Some U students this Saturday will be rooting for Brigham Young University. The reason, of course, is the same reason that everything in this state happens: skiing. Uh, I meant, religion.
The religiously charged nature of “the big game” goes both ways, though. For some, “the big game” is a chance to release all the anti-Mormon bigotry they barely manage to keep bottled up the remaining 51 weeks of the year.
Regardless, it’s not hard to be a good member of The Church of Jesus Christ of Latter-day Saints and still be patriotic about the U. Allow me to illustrate:
Brigham Young founded the U, not the Y, and all three members of the First Presidency of the LDS Church carry degrees from the U. ADVANTAGE: U
The last two years, the U has beaten the Y in the amount of canned food raised. Last year, the U raised more than 30,000 pounds of food and BYU barely put 22,000 together. I guess the Y should learn to motivate donation by bribing people with pants that make you look like an adolescent clown. ADVANTAGE: U
To prevent vandalism, BYU plastic wraps its statues featuring religious leaders, academic figures and beauty all around when there’s love at home. The U will, of course, never stoop to this kind of paranoia because 1) we’ve only got three statues on campus, and 2) nobody cares about them. ADVANTAGE: U
The U’s student government organizes the best Rock the Vote event Ralph Nader has ever seen, the Y’s organizes dances and that’s it. ADVANTAGE: U
The U’s mascot, “Swoop,” is a sleek, menacing figure of predatory ferocity. The Y’s mascot, “Cosmo,” shares his name with the poster child for hipster doofusism in American popular culture: Cosmo Kramer. ADVANTAGE: Y
The Daily Utah Chronicle is the best college paper in the Inter-mountain West, whereas top stories at The Daily Universe approach topics such as “Skis Versus Snowboards: The Debate Rages On.” (I’m serious).

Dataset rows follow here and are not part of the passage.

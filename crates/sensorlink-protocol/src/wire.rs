//! Control-channel framing.
//!
//! A frame is a big-endian `u32` payload length followed by the payload:
//! a [`ControlRequest`](sensorlink_types::ControlRequest) or
//! [`ControlReply`](sensorlink_types::ControlReply) in bincode v2's
//! standard configuration. Payloads above [`MAX_MESSAGE_SIZE`] are refused
//! in both directions.

use bincode::config::{self, Configuration};
use bincode::{Decode, Encode};

use crate::error::ProtocolError;

/// Length of the frame header.
pub const HEADER_LEN: usize = 4;

/// Largest payload accepted on the wire (1 MiB).
pub const MAX_MESSAGE_SIZE: u32 = 1 << 20;

fn bincode_config() -> Configuration {
    config::standard()
}

/// Build a complete frame for `msg`.
pub fn encode_frame<T: Encode>(msg: &T) -> Result<Vec<u8>, ProtocolError> {
    let mut frame = vec![0u8; HEADER_LEN];
    let payload_len = bincode::encode_into_std_write(msg, &mut frame, bincode_config())
        .map_err(|e| ProtocolError::Serialization(e.to_string()))?;

    let len = u32::try_from(payload_len)
        .ok()
        .filter(|len| *len <= MAX_MESSAGE_SIZE)
        .ok_or_else(|| {
            ProtocolError::Serialization(format!(
                "payload of {payload_len} bytes exceeds {MAX_MESSAGE_SIZE}"
            ))
        })?;
    frame[..HEADER_LEN].copy_from_slice(&len.to_be_bytes());
    Ok(frame)
}

/// Validate a frame header and return the payload length it announces.
pub fn payload_len(header: [u8; HEADER_LEN]) -> Result<usize, ProtocolError> {
    let len = u32::from_be_bytes(header);
    if len > MAX_MESSAGE_SIZE {
        return Err(ProtocolError::Deserialization(format!(
            "announced payload of {len} bytes exceeds {MAX_MESSAGE_SIZE}"
        )));
    }
    usize::try_from(len).map_err(|e| ProtocolError::Deserialization(e.to_string()))
}

/// Decode a payload, the frame minus its header.
pub fn decode_payload<T: Decode<()>>(payload: &[u8]) -> Result<T, ProtocolError> {
    let (msg, _) = bincode::decode_from_slice(payload, bincode_config())
        .map_err(|e| ProtocolError::Deserialization(e.to_string()))?;
    Ok(msg)
}

#[cfg(test)]
mod tests {
    use super::*;
    use sensorlink_types::{
        ChannelAddress, ControlReply, ControlRequest, ControlValue, Method, MethodCall,
        PROTOCOL_VERSION,
    };

    #[test]
    fn header_announces_payload_length() {
        let request = ControlRequest {
            version: PROTOCOL_VERSION,
            serial: 1,
            target: ChannelAddress::new("/SensorManager/gyroscopesensor", "local.GyroscopeSensor"),
            call: MethodCall::new(Method::Start, vec![ControlValue::Int(4)]),
            reply_expected: true,
        };

        let frame = encode_frame(&request).unwrap();
        let header: [u8; HEADER_LEN] = frame[..HEADER_LEN].try_into().unwrap();
        assert_eq!(payload_len(header).unwrap(), frame.len() - HEADER_LEN);

        let decoded: ControlRequest = decode_payload(&frame[HEADER_LEN..]).unwrap();
        assert_eq!(decoded.call.method, Method::Start);
        assert_eq!(decoded.target.interface, "local.GyroscopeSensor");
    }

    #[test]
    fn oversized_header_is_rejected() {
        let header = (MAX_MESSAGE_SIZE + 1).to_be_bytes();
        assert!(matches!(
            payload_len(header),
            Err(ProtocolError::Deserialization(_))
        ));
    }

    #[test]
    fn truncated_payload_is_rejected() {
        let reply = ControlReply::ok(2, ControlValue::Text("accelerometersensor".into()));
        let frame = encode_frame(&reply).unwrap();
        let result: Result<ControlReply, _> = decode_payload(&frame[HEADER_LEN..frame.len() - 3]);
        assert!(matches!(result, Err(ProtocolError::Deserialization(_))));
    }
}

Even though they have one-gazillion more dollars to work with than we do, they also have fascist dictators censoring everything they write. BYU’s history classes will teach that the U.S. Constitution was divinely inspired, but then the administration will stomp on anything remotely resembling free speech in the school paper. ADVANTAGE: U
However, as I think about this, the Universe would never have let me run an article lambasting Mormon women?and I probably wouldn’t have as mind-bendingly hard a time getting a date as I have the last month. ADVANTAGE: Y
That makes it U-5, Y-2.
However, the U has a worse football team, so that might affect the game too. With all this analysis, you can bet I’ll be glued to the TV this Saturday.
Re-watching my “Fellowship of the Ring” extended DVD.